“Everything Ghanaian is beautiful but…” – Osisiye Tafa writes on his experience at the 2018 Chale Wote Street Art Festival

Stage Play - 2018 Chale Wote Street Art Festival [image credit – Eric Atie/Zamari TV]

We were at the Folkspace of the National Art Theatre, Accra, for a film show that was part of the Chale Wote Street Art Festival. The Folkspace is an amphitheater and people are crouched or seated in lotus poses on the rising tiers of seats to witness the performance below. On the circular space below the seats, raffia mats, Kente and Ankara materials have been spread to make a sitting area.

Today’s film is about the northern experience. The film maker and a bearded guy are holding court. The self-taught film maker talks about his process, this is his first film actually. The bearded guy with the-fancy-walking-stick-with-a-carved-snake-handle, it’s from Burkina Faso by the way, is talking about Northern culture: their names, practices, and gods. I look around the area. There’s a pretty lady in a doctor’s overcoat. Slung around her shoulder is a camera with camouflage, rubber casing. She wears her natural hair packed upwards.

There’s another white lady with blonde dreadlocks that go past her neck. Standing beside her is her daughter? A younger replica in matching dreadlocks. They look so cute together. I do this thing sometimes where I look at a stranger and imagine life with them. I do it this time, and imagine we are a family: me, the dreadlocked lady, and our cute, dreadlocked daughter. Just then, she leans in, and laughs at something a dark guy beside her says. There he is, dark, muscular, probably her husband.

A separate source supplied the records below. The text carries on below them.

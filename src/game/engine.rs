//! Duel engine facade
//!
//! `DuelEngine` wires a `DuelState` to an `OpponentStrategy` and exposes
//! the inbound action surface a UI or test harness drives. Player-facing
//! methods act for `Side::Player`; after the player ends a turn, the
//! opponent's whole turn runs synchronously before control returns.

use crate::core::Position;
use crate::game::cues::{DuelOutcome, PresentationCue};
use crate::game::logger::LogKind;
use crate::game::phase::{Phase, Side};
use crate::game::state::DuelState;
use crate::game::strategy::{Difficulty, OpponentStrategy};
use crate::game::targeting::SpellOrigin;
use crate::loader::catalog::CardCatalog;
use crate::loader::deck::DeckLoader;
use crate::store::KeyValueStore;
use crate::zones::CardPile;
use crate::Result;

/// Duel setup parameters
#[derive(Debug, Clone)]
pub struct DuelConfig {
    pub difficulty: Difficulty,
    pub tutorial: bool,
    pub starting: Side,
    /// RNG seed for deterministic shuffles and strategy rolls
    pub seed: Option<u64>,
    pub player_name: String,
    pub opponent_name: String,
}

impl Default for DuelConfig {
    fn default() -> Self {
        DuelConfig {
            difficulty: Difficulty::Normal,
            tutorial: false,
            starting: Side::Player,
            seed: None,
            player_name: "Player".to_string(),
            opponent_name: "Opponent".to_string(),
        }
    }
}

/// The duel engine: match state plus the opponent's strategy
#[derive(Debug, Clone)]
pub struct DuelEngine {
    pub state: DuelState,
    strategy: OpponentStrategy,
}

impl DuelEngine {
    /// Set up and start a duel: build decks, draw opening hands, and (when
    /// the opponent goes first) run its opening turn.
    pub fn start_duel(
        catalog: &CardCatalog,
        config: DuelConfig,
        store: &dyn KeyValueStore,
    ) -> Result<Self> {
        let mut state = DuelState::new(
            config.player_name.clone(),
            config.opponent_name.clone(),
            config.starting,
            config.tutorial,
        );
        if let Some(seed) = config.seed {
            state.seed_rng(seed);
        }

        if config.tutorial {
            // Forced decks, unshuffled; the opponent starts with one weak
            // monster already on the field instead of a hand.
            let deck = DeckLoader::build(catalog, DeckLoader::TUTORIAL_PLAYER_DECK)?;
            state.duelist_mut(Side::Player).deck = CardPile::from_cards(deck);

            let mut monster = catalog.instantiate(DeckLoader::TUTORIAL_OPPONENT_MONSTER)?;
            monster.position = Position::Attack;
            monster.face_down = false;
            let name = monster.name().to_string();
            state.duelist_mut(Side::Opponent).field.monsters[2] = Some(monster);
            let opponent_name = state.duelist_name(Side::Opponent);
            state.narrate(
                LogKind::Summon,
                &format!("{opponent_name} starts with {name} on the field"),
            );
        } else {
            let deck = DeckLoader::saved_or_starter(catalog, store)?;
            state.duelist_mut(Side::Player).deck = CardPile::from_cards(deck);
            state.shuffle_deck(Side::Player);

            let list = if config.difficulty == Difficulty::Easy {
                DeckLoader::EASY_OPPONENT_DECK
            } else {
                DeckLoader::STARTER_DECK
            };
            let deck = DeckLoader::build(catalog, list)?;
            state.duelist_mut(Side::Opponent).deck = CardPile::from_cards(deck);
            state.shuffle_deck(Side::Opponent);
        }

        state.duelist_mut(Side::Player).draw_initial_hand();
        if !config.tutorial {
            state.duelist_mut(Side::Opponent).draw_initial_hand();
        }
        let starter_name = state.duelist_name(config.starting);
        state.narrate(
            LogKind::TurnStart,
            &format!("{starter_name} starts the duel!"),
        );

        let mut engine = DuelEngine {
            state,
            strategy: OpponentStrategy::new(config.difficulty, Side::Opponent),
        };
        engine.run_opponent_turns();
        Ok(engine)
    }

    // --- inbound action surface (acts for the player) ---

    pub fn select_card_from_hand(&mut self, hand_index: usize) -> bool {
        self.state.select_card_from_hand(Side::Player, hand_index)
    }

    pub fn summon(&mut self, hand_index: usize, field_slot: usize, tributes: &[usize]) -> bool {
        self.state.summon(Side::Player, hand_index, field_slot, tributes)
    }

    pub fn set_monster(&mut self, hand_index: usize, field_slot: usize) -> bool {
        self.state.set_monster(Side::Player, hand_index, field_slot)
    }

    pub fn set_spell_trap(&mut self, hand_index: usize, field_slot: usize) -> bool {
        self.state.set_spell_trap(Side::Player, hand_index, field_slot)
    }

    /// Activate a spell from the hand, or flip a set card on the field
    pub fn activate_spell_or_trap(&mut self, origin: SpellOrigin) -> bool {
        self.state.activate_spell_trap(Side::Player, origin)
    }

    pub fn change_monster_position(&mut self, field_slot: usize) -> bool {
        self.state.change_position(Side::Player, field_slot)
    }

    /// Advance the phase: Main 1 into Battle, or Battle into Main 2
    pub fn enter_battle_phase(&mut self) -> bool {
        match self.state.turn.phase {
            Phase::Main1 => self.state.enter_battle_phase(Side::Player),
            Phase::Battle => self.state.advance_to_main2(Side::Player),
            Phase::Main2 => false,
        }
    }

    pub fn attack(&mut self, attacker_slot: usize, target_slot: Option<usize>) -> bool {
        self.state.attack(Side::Player, attacker_slot, target_slot)
    }

    /// Resolve a pending manual-target effect with the chosen slot
    pub fn select_target(&mut self, field_slot: usize) -> bool {
        self.state.select_target(field_slot)
    }

    /// End the player's turn, then run the opponent's full turn
    pub fn end_turn(&mut self) -> bool {
        if self.state.ended || self.state.turn.active != Side::Player {
            return false;
        }
        self.state.end_turn();
        self.run_opponent_turns();
        true
    }

    fn run_opponent_turns(&mut self) {
        while !self.state.ended && self.state.turn.active == self.strategy.side {
            self.strategy.take_turn(&mut self.state);
            if self.state.ended {
                break;
            }
            self.state.end_turn();
        }
    }

    // --- observation ---

    pub fn is_over(&self) -> bool {
        self.state.ended
    }

    pub fn outcome(&self) -> Option<&DuelOutcome> {
        self.state.outcome.as_ref()
    }

    /// Drain pending presentation cues for the embedding layer
    pub fn drain_cues(&self) -> Vec<PresentationCue> {
        self.state.cues.drain()
    }
}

So much for imagination. But I don’t stop looking. Now, her daughter is holding a large camera, crouching, and talking to a dark-skinned lady who is wearing a colourful turban. I bother about the camera falling. The daughter fiddles with the camera and takes a picture of bright turbaned lady with the shiny skin. From my perch, I can see into the viewfinder of the camera and the bright turban is visible. I am impressed that she knows how to operate the camera.

Stage Play - 2018 Chale Wote Street Art Festival [image credit – Eric Atie/Zamari TV]
Stage Play – 2018 Chale Wote Street Art Festival [image credit – Eric Atie/Zamari TV]

The next day is a film screening at Kukun, Osu.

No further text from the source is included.